Ao contrário do que aconteceu depois da qualificação, em que parou na zona mista mas pediu para ser uma conversa rápida para poder ir descansar após o 17,77 que lhe valeu entrada direta na final, Pichardo estava ali o tempo que fosse preciso. Além de falar com o pai e com a família, comer e ir buscar a medalha mais logo (e ir à conferência, e ir ao controlo etc.), não tinha muito mais a fazer. E foi assim que explicou o porquê de ter nas bancadas uma ex-campeã olímpica a apoiar e a importância do título para a própria família.

“O meu pai não sei como está mas a minha mãe deve estar agora a chorar e a gritar em casa sozinha. Está lá no Pinhal Novo, está lá sozinha. Imagino o que ela deve estar para lá a gritar e a chorar, deve estar uma loucura… O meu pai não sei se já não tomou os comprimidos, que ele tem uns problemas de tensão. Calmo? Ele gosta de mostrar que está tudo controlado mas por dentro não está. A Ibarguen é minha companheira de treino, já está há dois anos a treinar com o meu pai. Mora em Portugal, no Montijo”, contou (e já deixou a dica para se ir ao Montijo fazer um trabalho depois dos Jogos Olímpicos). Mas foi a avó já falecida que lhe puxou um pouco mais por algo que muito raramente faz: exteriorizar as suas emoções.

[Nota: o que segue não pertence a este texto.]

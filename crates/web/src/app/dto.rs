//! Request and response shapes for pages and the JSON API.

use serde::{Deserialize, Serialize};

use oilstock_core::{DomainError, DomainResult, UserId, WarehouseId};
use oilstock_inventory::{
    parse_units, Lot, MovementDraft, MovementKind, PackageSize, ProductKey, Vintage, DEFAULT_VINTAGE,
};

use crate::context::SessionContext;

#[derive(Debug, Deserialize)]
pub struct SignInForm {
    #[serde(default)]
    pub email: String,
}

/// Query string of the emailed sign-in link.
#[derive(Debug, Deserialize)]
pub struct ConfirmQuery {
    pub token_hash: Option<String>,
    #[serde(rename = "type")]
    pub link_type: Option<String>,
}

#[derive(Debug, Default, Deserialize)]
pub struct StockQuery {
    pub warehouse: Option<String>,
    pub notice: Option<String>,
}

/// Raw movement form; every field arrives as text.
#[derive(Debug, Clone, Default, Deserialize)]
pub struct MovementForm {
    #[serde(default)]
    pub warehouse_id: String,
    #[serde(default)]
    pub year: String,
    #[serde(default)]
    pub lot: String,
    #[serde(default)]
    pub size: String,
    #[serde(default)]
    pub kind: String,
    #[serde(default)]
    pub units: String,
    #[serde(default)]
    pub note: String,
    #[serde(default)]
    pub filter: String,
}

impl MovementForm {
    /// Parse the fields into a draft. An empty warehouse stays unselected.
    pub fn to_draft(&self) -> DomainResult<MovementDraft> {
        let warehouse_id = match self.warehouse_id.trim() {
            "" => None,
            raw => Some(raw.parse::<WarehouseId>()?),
        };
        let year = match self.year.trim() {
            "" => DEFAULT_VINTAGE,
            raw => raw
                .parse::<Vintage>()
                .map_err(|_| DomainError::validation(format!("invalid year '{raw}'")))?,
        };
        let lot = or_default(&self.lot, Lot::A)?;
        let size = or_default(&self.size, PackageSize::Ml500)?;
        let kind = or_default(&self.kind, MovementKind::In)?;
        let units = parse_units(&self.units)?;

        Ok(MovementDraft {
            warehouse_id,
            product: ProductKey::new(year, lot, size),
            kind,
            units,
            note: self.note.clone(),
        })
    }
}

fn or_default<T>(raw: &str, default: T) -> DomainResult<T>
where
    T: core::str::FromStr<Err = DomainError>,
{
    match raw.trim() {
        "" => Ok(default),
        raw => raw.parse(),
    }
}

/// JSON body of `POST /api/movements`.
#[derive(Debug, Deserialize)]
pub struct MovementRequest {
    pub warehouse_id: Option<WarehouseId>,
    #[serde(default = "default_vintage")]
    pub year: Vintage,
    #[serde(default)]
    pub lot: Lot,
    #[serde(default)]
    pub size: PackageSize,
    #[serde(default)]
    pub kind: MovementKind,
    #[serde(default = "one")]
    pub units: i64,
    #[serde(default)]
    pub note: Option<String>,
}

fn default_vintage() -> Vintage {
    DEFAULT_VINTAGE
}

fn one() -> i64 {
    1
}

impl MovementRequest {
    pub fn into_draft(self) -> MovementDraft {
        MovementDraft {
            warehouse_id: self.warehouse_id,
            product: ProductKey::new(self.year, self.lot, self.size),
            kind: self.kind,
            units: self.units,
            note: self.note.unwrap_or_default(),
        }
    }
}

#[derive(Debug, Serialize)]
pub struct MovementRecorded {
    pub quantity_ml: i64,
}

#[derive(Debug, Serialize)]
pub struct WhoAmI {
    pub user_id: UserId,
    pub email: Option<String>,
    pub role: Option<&'static str>,
    pub can_operate: bool,
}

impl From<&SessionContext> for WhoAmI {
    fn from(session: &SessionContext) -> Self {
        Self {
            user_id: session.user().id,
            email: session.user().email.clone(),
            role: session.role().map(|r| r.as_str()),
            can_operate: session.can_operate(),
        }
    }
}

“Quando apontei para o céu a seguir ao 17,98 estava a agradecer. A minha avó já morreu há alguns anos… Pronto, eu não posso entrar em Cuba, era a mãe do meu pai. Eu saí de Cuba e continuei no desporto por ela, antes de sair de Cuba falei com a minha avó e ela deu-me autorização. Sabia que eu não ia voltar mais e que poderia acontecer o que aconteceu, que ela morresse e eu não a visse mais. Todos os saltos que faço são a com o pensamento na minha avó. Quinto salto? Acabei por prescindir porque queria ir buscar um recorde, mundial ou olímpico. Era isso que estava na minha cabeça, no último salto dei tudo”, destacou, dizendo ainda que “amanhã será um dia normal” e que já pensa em ganhar a Liga Diamante, em setembro: “Não paro, gosto de continuar sempre a trabalhar, levar tudo para casa. Sou um atleta muito ambicioso”.

“O título significa muito para o meu pai, muito. Deve estar agora muito feliz, a chorar por aí, sei lá… Este título significa mais para ele do que para mim porque em Cuba disseram que não sabia treinar, que não fazia parte da Federação de Treinadores, tentaram tirar o título de licenciado, mandaram-no embora de treinador, ainda foi para treinador de beisebol… Fizeram tanta coisa que o meu pai teve de sair para morar na Suécia três anos porque em Cuba não podia treinar e chegar agora que é um bom treinador e um bom pai, deixa-o muito feliz. Ontem já me estava a dizer que se ganhasse ia fazer um comentário nas redes sociais contra Cuba e contra a Federação [a fazer o gesto de maluco] Ele também é um bocado…”, referiu ainda.

“Se em Cuba festejaram? O povo ou a família? Família sim, o povo… É complicado. Saí de Cuba, para eles sou um traidor mas sou o primeiro campeão olímpico do triplo nascido em Cuba. Agora já não sou cubano, agora faço parte do grupo dos cinco portugueses campeões olímpicos. Cuba está esquecido. Não tenho documentos cubanos, não tenho nada, só a família. Ainda hoje ouvir que alguns me chamam ex-cubano… É complicado para mim. Tenho quatro anos a trabalhar para dar medalhas ao meu país e ver que um português não se sente feliz por um estrangeiro que representa o seu país e se sente feliz por representar o seu país, é um bocado complicado para mim… É um bocado ingrato. Eu sentia-me feliz se um português chegasse a Cuba e se sentisse mais cubano do que eu. Moro em Portugal há quatro anos, a minha filha nasceu lá vou dizer sempre que estou a representar o meu país…”, atirou entre alguma revolta interior à mistura.

“Já sei cantar o hino há muito tempo, o único problema é que canto com sotaque. O meu sotaque de cuba nunca vai desaparecer mas sei falar português, quero falar melhor português. Sei o hino mas com sotaque cubano. Aprendi como uma canção, foi assim que a minha professora de português ensinou, a cantar. Para mim vai ser fácil, tranquilo. Para mim, é o meu hino desde que sou criança. Pouca emoção? Eu sou mesmo assim… Agora vou para o quarto e faço a festa sozinho lá. Tenho muita vergonha, não sou assim muito emotivo, não gosto de falar muito. Sou reservado, tenho muita vergonha. Quando vejo muitas pessoas fico envergonhado. Até foi bom o estádio estar vazio, com muita gente fico envergonhado”, concluiu.